Evidence for the involvement of NADPH oxidase in adenosine receptor-mediated control of coronary flow using A1and A3knockout mice

Abstract

The NADPH oxidase (Nox) subunits 1, 2 (gp91 phox), and 4 are the major sources for reactive oxygen species (ROS) in cardiovascular system. In conditions such as ischemia–reperfusion injury, and hypoxia, both ROS and adenosine are released suggesting a possible interaction. We hypothesized that ROS generated through Nox is involved in adenosine-induced coronary flow (CF) responses. Adenosine (10−8–10−5.5 mol/L) increased CF in isolated hearts from wild-type (WT; C57BL/6), A1 adenosine receptor (AR) knockout (A1KO), A3AR KO (A3KO) and A1 and A3AR double KO (A1/A3DKO) mice.
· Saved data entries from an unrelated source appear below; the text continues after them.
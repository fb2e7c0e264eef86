//! Game engine for the Kaninchenbau text adventure.
//!
//! Parses German commands, runs the story scripts against a [`kb_core::World`],
//! tracks the player's flags and alert level, and narrates everything through
//! a [`Console`]. The console is the only I/O seam, so a whole game can be
//! played from a script in tests.

/// Alert level and its narration bands.
pub mod alert;
/// Session tuning.
pub mod config;
/// Narration and input abstraction.
pub mod console;
/// Error types for the fiction engine.
pub mod error;
/// Command parsing and verb suggestions.
pub mod parser;
/// Player state management.
pub mod player;
/// The port-scan minigame.
pub mod portscan;
/// Story-specific interaction tables.
pub mod scripts;
/// Interactive fiction session management.
pub mod session;
/// Per-turn scripted events.
pub mod trigger;

pub use alert::{AlertLevel, AlertShift, Band};
pub use config::GameConfig;
pub use console::{Console, Input, Pace, ScriptedConsole, Tone};
pub use error::{Ending, FictionError, FictionResult};
pub use parser::{Command, TerminalCommand, parse_command, parse_terminal};
pub use player::PlayerState;
pub use portscan::PortScan;
pub use session::{FictionSession, PROMPT};
pub use trigger::Trigger;
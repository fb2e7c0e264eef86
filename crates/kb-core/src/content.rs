//! The story content document.
//!
//! Content is plain JSON. The default story is compiled into the crate; an
//! alternative document can be loaded from disk. Validation never rejects a
//! document except for a missing start location: every other problem is
//! repaired, logged with `warn!`, and reported as a [`ContentWarning`].

use std::collections::BTreeSet;
use std::fmt;
use std::path::Path;

use log::warn;
use serde::{Deserialize, Serialize};

use crate::entity::{Item, ItemId, Location, LocationId};
use crate::error::{CoreError, CoreResult};

const EMBEDDED: &str = include_str!("../content/matrix.json");

/// Fixed answers to the story's puzzles.
#[derive(Debug, Clone, PartialEq, Eq, Serialize, Deserialize)]
pub struct Secrets {
    /// Home computer password, compared case-insensitively.
    pub password: String,
    /// Key that decrypts the first message.
    pub cipher_key: String,
    /// The first message as it appears on screen.
    pub ciphertext: String,
    /// The first message after decryption.
    pub plaintext: String,
    /// Numpad code of the server farm door.
    pub door_code: String,
}

/// A complete story.
#[derive(Debug, Clone, Serialize, Deserialize)]
pub struct Content {
    /// Story title.
    #[serde(default)]
    pub title: String,
    /// Where the player begins.
    pub start: LocationId,
    /// All locations.
    #[serde(default)]
    pub locations: Vec<Location>,
    /// All items.
    #[serde(default)]
    pub items: Vec<Item>,
    /// Puzzle answers.
    pub secrets: Secrets,
}

/// A non-fatal problem found while validating content.
#[derive(Debug, Clone, PartialEq, Eq)]
pub enum ContentWarning {
    /// A location or item lacks a required field.
    MissingField {
        /// `"location"` or `"item"`.
        kind: &'static str,
        /// The offending id.
        id: String,
        /// The missing field.
        field: &'static str,
    },
    /// Two locations share an id. The later one is ignored.
    DuplicateLocation(LocationId),
    /// Two items share an id. The later one is ignored.
    DuplicateItem(ItemId),
    /// An exit leads to an unknown location. The exit is dropped.
    DanglingExit {
        /// Location the exit belongs to.
        from: LocationId,
        /// Exit keyword.
        keyword: String,
        /// Unknown destination.
        to: LocationId,
    },
    /// An item starts in an unknown location. It starts nowhere instead.
    UnknownStartingLocation {
        /// The item.
        item: ItemId,
        /// Unknown location.
        location: LocationId,
    },
}

impl fmt::Display for ContentWarning {
    fn fmt(&self, f: &mut fmt::Formatter<'_>) -> fmt::Result {
        match self {
            Self::MissingField { kind, id, field } => {
                write!(f, "{kind} \"{id}\" has no {field}")
            }
            Self::DuplicateLocation(id) => write!(f, "duplicate location \"{id}\" ignored"),
            Self::DuplicateItem(id) => write!(f, "duplicate item \"{id}\" ignored"),
            Self::DanglingExit { from, keyword, to } => {
                write!(f, "exit {keyword} of \"{from}\" leads to unknown location \"{to}\"")
            }
            Self::UnknownStartingLocation { item, location } => {
                write!(f, "item \"{item}\" starts in unknown location \"{location}\"")
            }
        }
    }
}

impl Content {
    /// The story compiled into the crate.
    pub fn embedded() -> CoreResult<Self> {
        Self::from_json(EMBEDDED)
    }

    /// Parse content from a JSON string.
    pub fn from_json(json: &str) -> CoreResult<Self> {
        Ok(serde_json::from_str(json)?)
    }

    /// Read and parse content from a JSON file.
    pub fn load(path: impl AsRef<Path>) -> CoreResult<Self> {
        let json = std::fs::read_to_string(path)?;
        Self::from_json(&json)
    }

    /// Look up a location by id.
    pub fn location(&self, id: &LocationId) -> Option<&Location> {
        self.locations.iter().find(|l| &l.id == id)
    }

    /// Repair the document in place and report what was repaired.
    ///
    /// Fails only when the start location does not exist.
    pub fn validate(&mut self) -> CoreResult<Vec<ContentWarning>> {
        let mut warnings = Vec::new();

        let mut seen = BTreeSet::new();
        self.locations.retain(|loc| {
            let fresh = seen.insert(loc.id.clone());
            if !fresh {
                warnings.push(ContentWarning::DuplicateLocation(loc.id.clone()));
            }
            fresh
        });

        let mut seen_items = BTreeSet::new();
        self.items.retain(|item| {
            let fresh = seen_items.insert(item.id.clone());
            if !fresh {
                warnings.push(ContentWarning::DuplicateItem(item.id.clone()));
            }
            fresh
        });

        for loc in &mut self.locations {
            for (field, missing) in [
                ("name", loc.name.trim().is_empty()),
                ("description", loc.description.trim().is_empty()),
            ] {
                if missing {
                    warnings.push(ContentWarning::MissingField {
                        kind: "location",
                        id: loc.id.to_string(),
                        field,
                    });
                }
            }

            let from = loc.id.clone();
            loc.exits.retain(|exit| {
                let known = seen.contains(&exit.to);
                if !known {
                    warnings.push(ContentWarning::DanglingExit {
                        from: from.clone(),
                        keyword: exit.keyword.clone(),
                        to: exit.to.clone(),
                    });
                }
                known
            });
        }

        for item in &mut self.items {
            for (field, missing) in [
                ("name", item.name.trim().is_empty()),
                ("description", item.description.is_empty()),
            ] {
                if missing {
                    warnings.push(ContentWarning::MissingField {
                        kind: "item",
                        id: item.id.to_string(),
                        field,
                    });
                }
            }

            if let Some(start) = &item.starts_at {
                if !seen.contains(start) {
                    warnings.push(ContentWarning::UnknownStartingLocation {
                        item: item.id.clone(),
                        location: start.clone(),
                    });
                    item.starts_at = None;
                }
            }
        }

        if !seen.contains(&self.start) {
            return Err(CoreError::MissingStart(self.start.clone()));
        }

        for w in &warnings {
            warn!("content: {w}");
        }
        Ok(warnings)
    }
}

#[cfg(test)]
mod tests {
    use super::*;
    use std::io::Write;

    fn minimal() -> Content {
        Content::from_json(
            r#"{
                "title": "TEST",
                "start": "A",
                "locations": [
                    {"id": "A", "name": "ORT A", "description": "HIER.",
                     "exits": [{"keyword": "RAUS", "to": "B"}, {"keyword": "NIRGENDS", "to": "X"}]},
                    {"id": "B", "name": "ORT B", "description": "DORT."}
                ],
                "items": [
                    {"id": "KARTE", "name": "KARTE", "description": "EINE KARTE.", "starts_at": "A"},
                    {"id": "STEIN", "name": "STEIN", "description": "EIN STEIN.", "starts_at": "Z"}
                ],
                "secrets": {
                    "password": "pw", "cipher_key": "KEY", "ciphertext": "XYZ",
                    "plaintext": "ABC", "door_code": "1234"
                }
            }"#,
        )
        .unwrap()
    }

    #[test]
    fn embedded_content_is_clean() {
        let mut content = Content::embedded().unwrap();
        let warnings = content.validate().unwrap();
        assert!(warnings.is_empty(), "unexpected warnings: {warnings:?}");
        assert_eq!(content.start, LocationId::new("APARTMENT"));
        assert_eq!(content.secrets.door_code, "1999");
    }

    #[test]
    fn embedded_locations_have_exits_back() {
        let content = Content::embedded().unwrap();
        let street = content.location(&LocationId::new("STRASSE")).unwrap();
        let keywords: Vec<_> = street.exits.iter().map(|e| e.keyword.as_str()).collect();
        assert_eq!(keywords, ["CAFE", "ZURUECK", "TELEFONZELLE", "SERVERFARM"]);
    }

    #[test]
    fn dangling_exit_is_dropped() {
        let mut content = minimal();
        let warnings = content.validate().unwrap();
        assert!(warnings.contains(&ContentWarning::DanglingExit {
            from: LocationId::new("A"),
            keyword: "NIRGENDS".into(),
            to: LocationId::new("X"),
        }));
        assert_eq!(content.locations[0].exits.len(), 1);
    }

    #[test]
    fn unknown_start_moves_item_nowhere() {
        let mut content = minimal();
        let warnings = content.validate().unwrap();
        assert!(warnings.contains(&ContentWarning::UnknownStartingLocation {
            item: ItemId::new("STEIN"),
            location: LocationId::new("Z"),
        }));
        assert!(content.items[1].starts_at.is_none());
    }

    #[test]
    fn missing_fields_and_duplicates_warn() {
        let mut content = minimal();
        content.locations.push(content.locations[1].clone());
        content.locations[1].description.clear();
        let warnings = content.validate().unwrap();
        assert!(warnings.contains(&ContentWarning::DuplicateLocation(LocationId::new("B"))));
        assert!(warnings.contains(&ContentWarning::MissingField {
            kind: "location",
            id: "B".into(),
            field: "description",
        }));
        assert_eq!(content.locations.len(), 2);
    }

    #[test]
    fn missing_start_is_fatal() {
        let mut content = minimal();
        content.start = LocationId::new("NIRGENDWO");
        assert!(matches!(content.validate(), Err(CoreError::MissingStart(_))));
    }

    #[test]
    fn load_from_file() {
        let mut file = tempfile::NamedTempFile::new().unwrap();
        write!(file, "{}", serde_json::to_string(&minimal()).unwrap()).unwrap();
        let content = Content::load(file.path()).unwrap();
        assert_eq!(content.title, "TEST");
        assert_eq!(content.locations.len(), 2);
    }

    #[test]
    fn load_reports_parse_errors() {
        assert!(matches!(Content::from_json("{"), Err(CoreError::Parse(_))));
        assert!(matches!(
            Content::load("/definitely/not/here.json"),
            Err(CoreError::Io(_))
        ));
    }

    #[test]
    fn warning_display() {
        let w = ContentWarning::DuplicateItem(ItemId::new("karte"));
        assert_eq!(w.to_string(), "duplicate item \"KARTE\" ignored");
    }
}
The Nox inhibitors apocynin (10−5 mol/L) and gp91 ds-tat (10−6 mol/L) or the superoxide dismutase (SOD) and catalase-mimicking agent EUK134 (50 μmol/L) decreased the adenosine-enhanced CF in the WT and all the KOs. Additionally, adenosine increased phosphorylation of p47-phox subunit and extracellular signal-regulated kinase (ERK) 1/2 without changing protein expression of Nox isoforms in WT. Moreover, intracellular superoxide production was increased by adenosine and CGS-21680 (a selective A2A agonist), but not BAY 60-6583 (a selective A2B agonist), in mouse coronary artery smooth muscle cells (CASMCs) and endothelial cells (CAECs). This superoxide increase was inhibited by the gp91 ds-tat and ERK 1/2 inhibitor (PD98059). In conclusion, adenosine-induced increase in CF in isolated heart involves Nox2-generated superoxide, possibly through ERK 1/2 phosphorylation with subsequent p47-phox subunit phosphorylation. This adenosine/Nox/ROS interaction occurs in both CASMCs and CAECs, and involves neither A1 nor A3 ARs, but possibly A2A ARs in mouse.